McGeeney was speaking in a wide-ranging feature interview with Kerry great Tomás Ó Sé for his new Comhrá Le Tomás podcast.
'Geezer' also acknowledged his own 'obsessive' streak towards sport, describing how he still trains 'at a high level' as a martial arts enthusiast and revealed he's currently recuperating from a shoulder reconstruction.
"The toughest team that I've ever played against was yourselves," McGeeney told Ó Sé, referencing the 2000 side managed by Páidí Ó Sé. "Against the top teams there's never a quarter asked or given, it's just toe-to-toe stuff. Our games in the 2000 semi-finals, and it went to extra-time, were probably the two hardest physical games I played outside of an Aussie Rules game in Galway.

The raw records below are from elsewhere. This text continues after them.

//! TOML configuration.
//!
//! Every section has compiled-in defaults so a partial file is enough. The
//! file is parsed once at startup and checked by [`Config::validate`] before
//! any stage runs; bad values are reported together instead of surfacing
//! deep inside the pipeline.

use std::collections::HashSet;
use std::path::{Path, PathBuf};

use anyhow::{Context, Result};
use serde::{Deserialize, Serialize};
use thiserror::Error;
use tracing::info;

use crate::proxy::SelectorMode;

/// Environment variable naming the config file when `--config` is absent.
pub const CONFIG_ENV: &str = "PROXYSIFT_CONFIG";

#[derive(Debug, Error)]
#[error("invalid configuration:\n  - {}", .problems.join("\n  - "))]
pub struct ConfigError {
    pub problems: Vec<String>,
}

// ---------------------------------------------------------------------------
// Top-level config
// ---------------------------------------------------------------------------

#[derive(Debug, Clone, Default, Serialize, Deserialize)]
pub struct Config {
    #[serde(default)]
    pub database: DatabaseConfig,
    #[serde(default)]
    pub measurement: MeasurementConfig,
    #[serde(default)]
    pub speed_test: SpeedTestConfig,
    #[serde(default)]
    pub proxy: ProxyConfig,
    #[serde(default)]
    pub collector: CollectorConfig,
    #[serde(default)]
    pub publish: PublishConfig,
    #[serde(default)]
    pub logging: LoggingConfig,
}

impl Config {
    /// Load configuration from a TOML file at `path`.
    pub fn load(path: &Path) -> Result<Self> {
        let content = std::fs::read_to_string(path)
            .with_context(|| format!("failed to read config file: {}", path.display()))?;
        let config: Self = toml::from_str(&content)
            .with_context(|| format!("failed to parse config file: {}", path.display()))?;
        info!(path = %path.display(), "loaded configuration");
        Ok(config)
    }

    /// Load and validate in one step.
    pub fn load_validated(path: &Path) -> Result<Self> {
        let config = Self::load(path)?;
        config.validate()?;
        Ok(config)
    }

    /// Check every value range and cross-field rule.
    pub fn validate(&self) -> Result<(), ConfigError> {
        let mut problems = Vec::new();

        if self.database.max_servers_per_location == 0 {
            problems.push("database.max_servers_per_location must be greater than 0".into());
        }
        if self.measurement.path.trim().is_empty() {
            problems.push("measurement.path must not be empty".into());
        }
        if self.measurement.timeout_secs == 0 {
            problems.push("measurement.timeout_secs must be greater than 0".into());
        }
        if self.speed_test.max_candidates_per_location == 0 {
            problems.push("speed_test.max_candidates_per_location must be greater than 0".into());
        }
        if let Some(min) = self.speed_test.min_download_mbps {
            if !min.is_finite() || min < 0.0 {
                problems.push(format!("speed_test.min_download_mbps must be >= 0 (got {min})"));
            }
        }
        if self.proxy.max_links == 0 {
            problems.push("proxy.max_links must be greater than 0".into());
        }
        if self.proxy.enabled && self.proxy.listen_port == 0 {
            problems.push("proxy.listen_port must be set when the proxy is enabled".into());
        }
        if self.collector.max_messages_per_source == 0 {
            problems.push("collector.max_messages_per_source must be greater than 0".into());
        }

        let mut seen = HashSet::new();
        for source in &self.collector.sources {
            if source.id.trim().is_empty() {
                problems.push("collector.sources entries need a non-empty id".into());
            } else if !seen.insert(source.id.as_str()) {
                problems.push(format!("collector source id '{}' is used twice", source.id));
            }
            match (&source.path, &source.url) {
                (Some(_), None) | (None, Some(_)) => {}
                _ => problems.push(format!(
                    "collector source '{}' needs exactly one of path or url",
                    source.id
                )),
            }
        }

        if self.logging.rotate.enabled && self.logging.rotate.max_bytes == 0 {
            problems.push("logging.rotate.max_bytes must be greater than 0 when rotation is enabled".into());
        }

        if self.publish.enabled {
            if self.publish.file_path.is_none() && self.publish.github.is_none() {
                problems.push("publish is enabled but neither file_path nor [publish.github] is set".into());
            }
            if let Some(github) = &self.publish.github {
                for (name, value) in [("owner", &github.owner), ("repo", &github.repo), ("path", &github.path)] {
                    if value.trim().is_empty() {
                        problems.push(format!("publish.github.{name} must not be empty"));
                    }
                }
            }
        }

        if problems.is_empty() {
            Ok(())
        } else {
            Err(ConfigError { problems })
        }
    }
}

// ---------------------------------------------------------------------------
// Database
// ---------------------------------------------------------------------------

/// Candidate store location and lifecycle thresholds.
#[derive(Debug, Clone, Serialize, Deserialize)]
#[serde(default)]
pub struct DatabaseConfig {
    /// SQLite database file.
    pub path: PathBuf,
    /// Cap on active (non-failed) candidates per location.
    pub max_servers_per_location: u32,
    /// Hours after which a tested candidate is measured again.
    pub retest_window_hours: u32,
    /// Consecutive failures after which a candidate is considered dead.
    pub max_retries: u32,
}

impl Default for DatabaseConfig {
    fn default() -> Self {
        Self {
            path: PathBuf::from("data/proxysift.db"),
            max_servers_per_location: 10,
            retest_window_hours: 24,
            max_retries: 3,
        }
    }
}

// ---------------------------------------------------------------------------
// Measurement
// ---------------------------------------------------------------------------

/// The external xray-knife binary.
#[derive(Debug, Clone, Serialize, Deserialize)]
#[serde(default)]
pub struct MeasurementConfig {
    /// Path (or bare command name resolved via `$PATH`).
    pub path: String,
    /// Extra arguments appended to every `http` invocation.
    pub test_args: Vec<String>,
    /// Hard limit for one measurement run.
    pub timeout_secs: u64,
    /// Scratch directory the binary leaves behind; removed at run end.
    pub state_dir: Option<PathBuf>,
}

impl Default for MeasurementConfig {
    fn default() -> Self {
        Self {
            path: "xray-knife".to_string(),
            test_args: Vec::new(),
            timeout_secs: 1800,
            state_dir: None,
        }
    }
}

// ---------------------------------------------------------------------------
// Speed test
// ---------------------------------------------------------------------------

#[derive(Debug, Clone, Serialize, Deserialize)]
#[serde(default)]
pub struct SpeedTestConfig {
    pub enabled: bool,
    /// Fastest latency-passed candidates per location that get speed tested.
    pub max_candidates_per_location: u32,
    /// Minimum download (Mbps) for a candidate to be picked as best.
    pub min_download_mbps: Option<f64>,
}

impl Default for SpeedTestConfig {
    fn default() -> Self {
        Self {
            enabled: true,
            max_candidates_per_location: 3,
            min_download_mbps: None,
        }
    }
}

// ---------------------------------------------------------------------------
// Local proxy
// ---------------------------------------------------------------------------

#[derive(Debug, Clone, Serialize, Deserialize)]
#[serde(default)]
pub struct ProxyConfig {
    /// Start a local SOCKS proxy at run start for the collection stage.
    pub enabled: bool,
    pub selector: SelectorMode,
    pub max_links: u32,
    pub listen_host: String,
    pub listen_port: u16,
    /// xray-knife subcommand that serves the proxy.
    pub subcommand: String,
    pub extra_args: Vec<String>,
    /// How long the child must stay up before it counts as started.
    pub startup_grace_ms: u64,
}

impl Default for ProxyConfig {
    fn default() -> Self {
        Self {
            enabled: false,
            selector: SelectorMode::SpeedPassed,
            max_links: 5,
            listen_host: "127.0.0.1".to_string(),
            listen_port: 10808,
            subcommand: "proxy".to_string(),
            extra_args: Vec::new(),
            startup_grace_ms: 500,
        }
    }
}

// ---------------------------------------------------------------------------
// Collector
// ---------------------------------------------------------------------------

#[derive(Debug, Clone, Serialize, Deserialize)]
#[serde(default)]
pub struct CollectorConfig {
    /// Upper bound on new messages read from one source per run.
    pub max_messages_per_source: usize,
    pub sources: Vec<SourceConfig>,
}

impl Default for CollectorConfig {
    fn default() -> Self {
        Self {
            max_messages_per_source: 500,
            sources: Vec::new(),
        }
    }
}

/// A line-oriented feed. Exactly one of `path` or `url` is set.
#[derive(Debug, Clone, Serialize, Deserialize)]
pub struct SourceConfig {
    pub id: String,
    #[serde(default)]
    pub path: Option<PathBuf>,
    #[serde(default)]
    pub url: Option<String>,
}

// ---------------------------------------------------------------------------
// Publish
// ---------------------------------------------------------------------------

#[derive(Debug, Clone, Serialize, Deserialize)]
#[serde(default)]
pub struct PublishConfig {
    pub enabled: bool,
    /// Base64-encode the subscription body.
    pub base64: bool,
    pub file_path: Option<PathBuf>,
    pub github: Option<GithubConfig>,
}

impl Default for PublishConfig {
    fn default() -> Self {
        Self {
            enabled: false,
            base64: true,
            file_path: None,
            github: None,
        }
    }
}

#[derive(Debug, Clone, Serialize, Deserialize)]
pub struct GithubConfig {
    pub owner: String,
    pub repo: String,
    /// File path inside the repository.
    pub path: String,
    #[serde(default)]
    pub branch: Option<String>,
    /// Falls back to `GITHUB_TOKEN`.
    #[serde(default)]
    pub token: Option<String>,
    #[serde(default = "default_commit_message")]
    pub commit_message: String,
    #[serde(default = "default_api_base")]
    pub api_base: String,
}

fn default_commit_message() -> String {
    "Update subscription".to_string()
}

fn default_api_base() -> String {
    "https://api.github.com".to_string()
}

// ---------------------------------------------------------------------------
// Logging
// ---------------------------------------------------------------------------

#[derive(Debug, Clone, Serialize, Deserialize)]
#[serde(default)]
pub struct LoggingConfig {
    /// Minimum tracing level; `RUST_LOG` wins when set.
    pub level: String,
    /// Emit JSON lines instead of human-readable output.
    pub json: bool,
    /// Append logs to this file instead of stderr.
    pub file: Option<PathBuf>,
    /// Size-based rotation of `file`.
    pub rotate: RotateConfig,
}

impl Default for LoggingConfig {
    fn default() -> Self {
        Self {
            level: "info".to_string(),
            json: false,
            file: None,
            rotate: RotateConfig::default(),
        }
    }
}

#[derive(Debug, Clone, Serialize, Deserialize)]
#[serde(default)]
pub struct RotateConfig {
    pub enabled: bool,
    /// Roll the file over once it would grow past this size.
    pub max_bytes: u64,
    /// Rolled-over files kept as `<file>.1` .. `<file>.N`.
    pub backup_count: u32,
}

impl Default for RotateConfig {
    fn default() -> Self {
        Self {
            enabled: false,
            max_bytes: 5 * 1024 * 1024,
            backup_count: 3,
        }
    }
}

// ---------------------------------------------------------------------------
// Tests
// ---------------------------------------------------------------------------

"It was just incessant. Tyrone brought a different game into it afterwards, they were far more mobile. That physical confrontation wasn't as strong with them but with yourselves, even when we played in 2006 or '07, the game had started to change then but we still wanted to take each other on physically and I loved that type of game.
"I slag ye about it but I thought that was the way football should be played. It's changed now and it's a better game now but I suppose I liked it because I felt I could exist in that game. Around that time those games were, to me, the ultimate, the peak of what our team was about."
McGeeney is currently in his sixth season managing Armagh, making him the third longest-serving football boss behind Mickey Harte and Clare's Colm Collins.
He suggested to Ó Sé that both of them were 'obsessive' sportsmen and said it's a personality trait that can be difficult for wives and partners to live with.
"I think probably, and I definitely could put the Ó Sés into this category, people like myself and yourself become a wee bit obsessed about the sport and that affects our character," said McGeeney.
"When you become obsessive about anything, and give your time...like, people forget that it's not just that you ignore everything around you but the people who love you the most allow you that space and sometimes you get lost in that when you're an athlete, even in management too, and they have to put up with different character traits that allow you to become that obsessive athlete or person.
"I think that's the hardest thing about being around anybody who is obsessive, those character traits that are residual of that type of personality. She (wife Maura) could get a sainthood for some of the stuff she has to put up with me."